TASK DESCRIPTION: Write down exactly the lines from the one with "fn fmt(&self, f: &mut" to the end of the data, first and last included, and no others.

LISTED ENTRIES: Begin

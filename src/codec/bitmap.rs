//! Planar bitmaps
//!
//! [`BitmapImage`] stores pixels as interleaved bit planes, the layout used by
//! ILBM/ANIM files: every scanline holds `depth` planes of `bitplane_stride`
//! bytes each, most significant bit leftmost. [`BitmapCodec`] converts chunky
//! images into that layout.

use super::buffer::{FrameBuffer, Payload};
use super::image::Image;
use super::palette::Palette;
use super::{discard, Codec, CodecFormats, CodecStatus};
use crate::error::{Error, Result};
use crate::format::{DataClass, Encoding, FormatDescriptor, MimeType};
use crate::util::MediaType;
use tracing::warn;

/// An image stored as interleaved bit planes
#[derive(Debug, Clone, PartialEq)]
pub struct BitmapImage {
    width: usize,
    height: usize,
    depth: u32,
    bitplane_stride: usize,
    scanline_stride: usize,
    bitmap: Vec<u8>,
    planar_color_model: Option<Palette>,
}

impl BitmapImage {
    /// Allocate a cleared bitmap. Depth must be 1 to 8, or 24 for true color.
    pub fn new(width: usize, height: usize, depth: u32) -> Result<Self> {
        if width == 0 || height == 0 {
            return Err(Error::invalid_input("Bitmap dimensions must be positive"));
        }
        if !(1..=8).contains(&depth) && depth != 24 {
            return Err(Error::unsupported(format!("Bitmap depth {}", depth)));
        }
        // planes are padded to 16-bit words
        let bitplane_stride = width.div_ceil(16) * 2;
        let scanline_stride = bitplane_stride * depth as usize;
        Ok(BitmapImage {
            width,
            height,
            depth,
            bitplane_stride,
            scanline_stride,
            bitmap: vec![0; scanline_stride * height],
            planar_color_model: None,
        })
    }

    pub fn width(&self) -> usize {
        self.width
    }

    pub fn height(&self) -> usize {
        self.height
    }

    pub fn depth(&self) -> u32 {
        self.depth
    }

    /// Bytes per bit plane row
    pub fn bitplane_stride(&self) -> usize {
        self.bitplane_stride
    }

    /// Bytes per scanline, all planes included
    pub fn scanline_stride(&self) -> usize {
        self.scanline_stride
    }

    pub fn bitmap(&self) -> &[u8] {
        &self.bitmap
    }

    /// Color map of the planar data; `None` for true color
    pub fn planar_color_model(&self) -> Option<&Palette> {
        self.planar_color_model.as_ref()
    }

    pub fn set_planar_color_model(&mut self, palette: Option<Palette>) {
        self.planar_color_model = palette;
    }

    /// Whether this bitmap can be reused for the given geometry
    pub fn has_geometry(&self, width: usize, height: usize, depth: u32) -> bool {
        self.width == width && self.height == height && self.depth == depth
    }

    /// Replace the bitmap contents with the pixels of a chunky image.
    ///
    /// Indexed depths take the palette indices of the image. Depth 24 spreads
    /// red over planes 0-7, green over 8-15 and blue over 16-23.
    pub fn convert_from_chunky(&mut self, image: &Image) -> Result<()> {
        if image.width() != self.width || image.height() != self.height {
            return Err(Error::invalid_input(format!(
                "Image is {}x{}, bitmap is {}x{}",
                image.width(),
                image.height(),
                self.width,
                self.height
            )));
        }
        let stride = image.scanline_stride();
        let base = image.pixel_offset();
        self.bitmap.fill(0);

        if self.depth == 24 {
            let pixels = image
                .rgb24()
                .ok_or_else(|| Error::invalid_input("Image has no true color raster"))?;
            for y in 0..self.height {
                for x in 0..self.width {
                    let rgb = pixels[base + y * stride + x];
                    let v = ((rgb >> 16) & 0xff) | (rgb & 0xff00) | ((rgb & 0xff) << 16);
                    self.set_chunky_pixel(x, y, v);
                }
            }
            self.planar_color_model = None;
        } else {
            let pixels = image
                .indexed8()
                .ok_or_else(|| Error::invalid_input("Indexed bitmap needs an indexed image"))?;
            let mask = (1u32 << self.depth) - 1;
            for y in 0..self.height {
                for x in 0..self.width {
                    let v = pixels[base + y * stride + x] as u32 & mask;
                    self.set_chunky_pixel(x, y, v);
                }
            }
            self.planar_color_model = image.palette().cloned();
        }
        Ok(())
    }

    fn set_chunky_pixel(&mut self, x: usize, y: usize, value: u32) {
        let bit = 0x80u8 >> (x % 8);
        let row = y * self.scanline_stride + x / 8;
        for plane in 0..self.depth as usize {
            if value & (1 << plane) != 0 {
                self.bitmap[row + plane * self.bitplane_stride] |= bit;
            }
        }
    }

    /// Gather the plane bits of one pixel back into its chunky value
    pub fn chunky_pixel(&self, x: usize, y: usize) -> Option<u32> {
        if x >= self.width || y >= self.height {
            return None;
        }
        let bit = 0x80u8 >> (x % 8);
        let row = y * self.scanline_stride + x / 8;
        let value = (0..self.depth as usize)
            .filter(|plane| self.bitmap[row + plane * self.bitplane_stride] & bit != 0)
            .fold(0u32, |v, plane| v | (1 << plane));
        Some(value)
    }
}

/// Converts chunky images into planar [`BitmapImage`]s
pub struct BitmapCodec {
    formats: CodecFormats,
}

impl BitmapCodec {
    pub fn new() -> Self {
        let input = FormatDescriptor::new()
            .with_media_type(MediaType::Video)
            .with_mime_type(MimeType::Native)
            .with_encoding(Encoding::RawImage);
        let output = FormatDescriptor::new()
            .with_media_type(MediaType::Video)
            .with_mime_type(MimeType::Anim)
            .with_encoding(Encoding::Bitmap)
            .with_data_class(DataClass::Bitmap);
        BitmapCodec {
            formats: CodecFormats::new(vec![input], vec![output]),
        }
    }
}

impl Default for BitmapCodec {
    fn default() -> Self {
        Self::new()
    }
}

impl Codec for BitmapCodec {
    fn name(&self) -> &str {
        "ILBM Codec"
    }

    fn formats(&self) -> &CodecFormats {
        &self.formats
    }

    fn formats_mut(&mut self) -> &mut CodecFormats {
        &mut self.formats
    }

    fn process(&mut self, input: &FrameBuffer, output: &mut FrameBuffer) -> CodecStatus {
        output.set_meta_to(input);
        if input.flags.discard {
            return CodecStatus::Ok;
        }
        if let Some(format) = self.formats.output() {
            output.format = Some(format.clone());
        }

        let Some(image) = input.image() else {
            return discard(output);
        };
        let format = self.formats.output();
        let width = format.and_then(|f| f.width()).map_or(image.width(), |w| w as usize);
        let height = format.and_then(|f| f.height()).map_or(image.height(), |h| h as usize);
        let depth = format.and_then(|f| f.depth()).unwrap_or(8);

        let mut bitmap = match std::mem::take(&mut output.payload) {
            Payload::Bitmap(bitmap) if bitmap.has_geometry(width, height, depth) => bitmap,
            _ => match BitmapImage::new(width, height, depth) {
                Ok(bitmap) => bitmap,
                Err(e) => {
                    warn!("{}: {}", self.name(), e);
                    return discard(output);
                }
            },
        };
        if let Err(e) = bitmap.convert_from_chunky(image) {
            warn!("{}: {}", self.name(), e);
            return discard(output);
        }

        output.offset = 0;
        output.length = bitmap.bitmap().len();
        output.payload = Payload::Bitmap(bitmap);
        output.sample_count = 1;
        output.flags.keyframe = true;
        CodecStatus::Ok
    }
}
//! Rational numbers for frame rates, time scales and durations

use std::fmt;

/// A fraction kept in lowest terms with a positive denominator
#[derive(Debug, Clone, Copy, PartialEq, Eq, Hash)]
pub struct Rational {
    pub num: i64,
    pub den: i64,
}

impl Rational {
    /// Create a rational number, reduced to lowest terms.
    ///
    /// A zero denominator is stored as given.
    pub fn new(num: i64, den: i64) -> Self {
        if den == 0 {
            return Rational { num, den };
        }
        let sign = den.signum();
        let divisor = gcd(num.unsigned_abs(), den.unsigned_abs()).max(1) as i64;
        Rational {
            num: sign * num / divisor,
            den: sign * den / divisor,
        }
    }

    /// Whole number
    pub fn from_int(n: i64) -> Self {
        Rational { num: n, den: 1 }
    }

    /// Duration of `ticks` units of a stream clock running `rate` units per `scale` seconds
    pub fn from_ticks(ticks: u64, scale: u32, rate: u32) -> Self {
        Rational::new(ticks as i64 * scale as i64, rate as i64)
    }

    pub fn is_positive(self) -> bool {
        self.den > 0 && self.num > 0
    }

    /// Largest integer not greater than this value; zero for a zero denominator
    pub fn floor(self) -> i64 {
        if self.den == 0 {
            return 0;
        }
        self.num.div_euclid(self.den)
    }

    /// Split a frame rate into the `(scale, rate)` pair of a RIFF stream header,
    /// where one frame lasts `scale / rate` seconds.
    pub fn to_scale_and_rate(self) -> Option<(u32, u32)> {
        if !self.is_positive() {
            return None;
        }
        Some((u32::try_from(self.den).ok()?, u32::try_from(self.num).ok()?))
    }
}

fn gcd(a: u64, b: u64) -> u64 {
    if b == 0 {
        a
    } else {
        gcd(b, a % b)
    }
}

impl Default for Rational {
    fn default() -> Self {
        Rational::from_int(0)
    }
}

impl fmt::Display for Rational {
    fn fmt(&self, f: &mut fmt::Formatter<'_>) -> fmt::Result {
        write!(f, "{}/{}", self.num, self.den)
    }
}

LISTED ENTRIES: End

RESPONSE AREA:
    fn fmt(&self, f: &mut fmt::Formatter<'_>) -> fmt::Result {
        write!(f, "{}/{}", self.num, self.den)
    }
}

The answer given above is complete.